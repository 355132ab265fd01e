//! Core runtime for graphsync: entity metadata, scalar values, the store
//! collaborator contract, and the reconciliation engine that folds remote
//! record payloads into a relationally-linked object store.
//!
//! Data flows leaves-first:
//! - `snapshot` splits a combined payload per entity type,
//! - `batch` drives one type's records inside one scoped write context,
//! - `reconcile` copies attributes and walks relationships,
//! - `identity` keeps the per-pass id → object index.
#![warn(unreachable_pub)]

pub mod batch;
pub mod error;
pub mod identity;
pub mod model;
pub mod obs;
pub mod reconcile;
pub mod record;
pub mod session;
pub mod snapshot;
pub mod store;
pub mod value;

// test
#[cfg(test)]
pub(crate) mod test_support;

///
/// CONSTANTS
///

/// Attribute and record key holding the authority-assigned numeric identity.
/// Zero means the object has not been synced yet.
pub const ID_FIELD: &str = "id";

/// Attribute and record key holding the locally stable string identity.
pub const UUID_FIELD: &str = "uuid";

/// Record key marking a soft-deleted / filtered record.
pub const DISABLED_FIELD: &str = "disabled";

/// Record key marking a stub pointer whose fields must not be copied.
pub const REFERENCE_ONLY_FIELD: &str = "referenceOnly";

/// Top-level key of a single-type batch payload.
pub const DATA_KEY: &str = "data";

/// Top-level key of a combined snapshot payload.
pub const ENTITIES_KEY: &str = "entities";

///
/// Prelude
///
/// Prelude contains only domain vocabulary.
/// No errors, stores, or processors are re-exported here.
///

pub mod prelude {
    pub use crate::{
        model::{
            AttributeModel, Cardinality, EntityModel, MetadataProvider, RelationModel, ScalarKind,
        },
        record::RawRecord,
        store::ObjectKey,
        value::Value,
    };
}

HOW TO COMPLETE THIS TASK: From the entries above, copy out every line where the string "crate" appears.

REPLY TO THE EXERCISE:
pub(crate) mod test_support;
    pub use crate::{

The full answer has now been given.